Gaa Paa moved away from the Socialist Party slightly in the spring of 1918, when it began printing columns written by Sigvald Rødvick, top Norwegian-language official in the national office of the Non-Partisan League (NPL), a rival organization. The publication lent its editorial support not only to the Socialist Party candidacy of former editor Andrew Devold for the Minnesota State Senate and to pro-war Socialist Thomas Van Lear in his bid for reelection as Mayor of Minneapolis, but also to the candidate of the NPL for Governor of Minnesota, Charles A. Lindbergh.

Following the split of the Socialist Party in the summer of 1919 into Socialist and Communist factions, with the latter forming rival organizations known as the Communist Party of America (CPA) and the Communist Labor Party of America (CLP), the Mengshoels remained loyal to the old organization, putting them at odds with the bulk of the Scandinavian Socialist Federation, which along with a number of other language federations of the Socialist Party quit the organization to join the fledgling Communist organizations. By the election of 1922 Folkets Røst had reduced itself to supporting only three Socialist candidates, including Andrew Devold, with the bulk of its support lent instead to the candidates of the Farmer-Labor Party.

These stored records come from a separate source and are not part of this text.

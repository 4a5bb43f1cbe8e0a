/// Number of keys on a standard piano (A0..C8).
pub const KEY_COUNT: usize = 88;

/// Number of white keys on a standard piano.
pub const WHITE_KEY_COUNT: usize = 52;

/// MIDI note number of key index 0 (A0).
pub const FIRST_MIDI_NOTE: u8 = 21;

/// Pitch used when neither a calibrated pitch nor a usable LEDs-per-meter value exists.
/// Corresponds to a 200 LED/m strip.
pub const FALLBACK_LED_PITCH_MM: f64 = 5.0;

/// Tolerance for geometric comparisons (mm).
pub const GEOMETRY_EPSILON: f64 = 1e-9;

/// Default location of the persisted settings document.
pub const DEFAULT_SETTINGS_PATH: &str = "data/settings.json";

This political maneuver, in addition to helping return Andrew Devold to the Minnesota Senate, had the additional benefit of temporarily boosting circulation figures, with the paper managing to briefly match its pre-war press run. This boom would prove to be short-lived however, and Folkets Røst found itself facing termination fewer than three years later.

===Termination and legacy===

A combination of factors led to the demise of Folkets Røst in October 1925, including a fragmentation of the market for the radical Norwegian-language press resulting from the Socialist-Communist split, a gradual decline in the number of Norwegian speakers in America, and the declining health of editors Helle and Emil Mengshoel. Helle Menshoel's declining health prevented her from assisting with production of the paper during her final years. She died in 1929.

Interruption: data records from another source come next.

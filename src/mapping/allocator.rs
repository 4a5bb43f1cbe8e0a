use crate::consts::GEOMETRY_EPSILON;
use crate::geometry::{KeyGeometry, LedPlacement, LedRange, LedStrip};
use crate::mapping::types::KeyLedMap;
use crate::util::{overhang_mm, overlap_mm};
use serde::Serialize;
use tracing::debug;

/// Result of intersecting key spans with LED footprints.
#[derive(Debug, Clone, PartialEq, Serialize)]
#[serde(rename_all = "camelCase")]
pub struct BaseAllocation {
    pub mapping: KeyLedMap,
    /// LEDs that touched at least one key but exceeded the overhang threshold for all.
    pub orphaned: Vec<usize>,
    /// LEDs whose footprint intersects no key span at all.
    pub uncovered: Vec<usize>,
}

/// A key an LED footprint intersects, with the quality numbers used for selection.
#[derive(Debug, Clone, Copy, PartialEq)]
pub struct Candidate {
    pub key_index: usize,
    pub overlap_mm: f64,
    pub overhang_mm: f64,
}

/// Every key whose span intersects `led`. `keys` must be sorted by position.
pub fn candidates(keys: &[KeyGeometry], led: &LedPlacement) -> Vec<Candidate> {
    let footprint = led.footprint();
    // First key whose right edge lies past the LED's left edge.
    let first = keys.partition_point(|k| k.right_edge_mm <= footprint.0);

    keys[first..]
        .iter()
        .take_while(|k| k.left_edge_mm < footprint.1)
        .filter_map(|k| {
            let overlap = overlap_mm(footprint, k.span());
            (overlap > GEOMETRY_EPSILON).then(|| Candidate {
                key_index: k.key_index,
                overlap_mm: overlap,
                overhang_mm: overhang_mm(footprint, k.span()),
            })
        })
        .collect()
}

/// Picks the accepting key with the greatest overlap; ties keep the lower key index.
pub fn select_owner(candidates: &[Candidate], overhang_threshold_mm: f64) -> Option<usize> {
    let mut best: Option<&Candidate> = None;
    for c in candidates
        .iter()
        .filter(|c| c.overhang_mm <= overhang_threshold_mm + GEOMETRY_EPSILON)
    {
        match best {
            Some(b)
                if c.overlap_mm > b.overlap_mm + GEOMETRY_EPSILON
                    || (c.overlap_mm >= b.overlap_mm - GEOMETRY_EPSILON
                        && c.key_index < b.key_index) =>
            {
                best = Some(c)
            }
            None => best = Some(c),
            _ => {}
        }
    }
    best.map(|c| c.key_index)
}

/// Builds the base mapping for `range`, keeping only LEDs whose overhang is within
/// `overhang_threshold_mm`.
pub fn allocate(
    keys: &[KeyGeometry],
    strip: &LedStrip,
    range: LedRange,
    overhang_threshold_mm: f64,
) -> BaseAllocation {
    let mut mapping = KeyLedMap::empty();
    let mut orphaned = Vec::new();
    let mut uncovered = Vec::new();

    for led in strip.placements(range) {
        let cands = candidates(keys, &led);
        if cands.is_empty() {
            uncovered.push(led.led_index);
            continue;
        }
        match select_owner(&cands, overhang_threshold_mm) {
            Some(key) => mapping.push(key, led.led_index),
            None => orphaned.push(led.led_index),
        }
    }

    let empty_keys: Vec<usize> = keys
        .iter()
        .map(|k| k.key_index)
        .filter(|&k| mapping.leds(k).is_empty())
        .collect();

    debug!(
        "Base allocation: {} keys mapped, {} orphaned, {} uncovered, empty keys {:?}",
        keys.len() - empty_keys.len(),
        orphaned.len(),
        uncovered.len(),
        empty_keys
    );

    BaseAllocation {
        mapping,
        orphaned,
        uncovered,
    }
}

The newspaper also found itself in dire financial straits, with Emil Mengshoel forced to find outside employment to help support the family. The quality of the paper declined and it was briefly reduced to a bimonthly publication schedule prior to its final termination.

A partial run of Gaa Paa and Folkets Røst is available on microfilm, with the master negative held by the Minnesota Historical Society.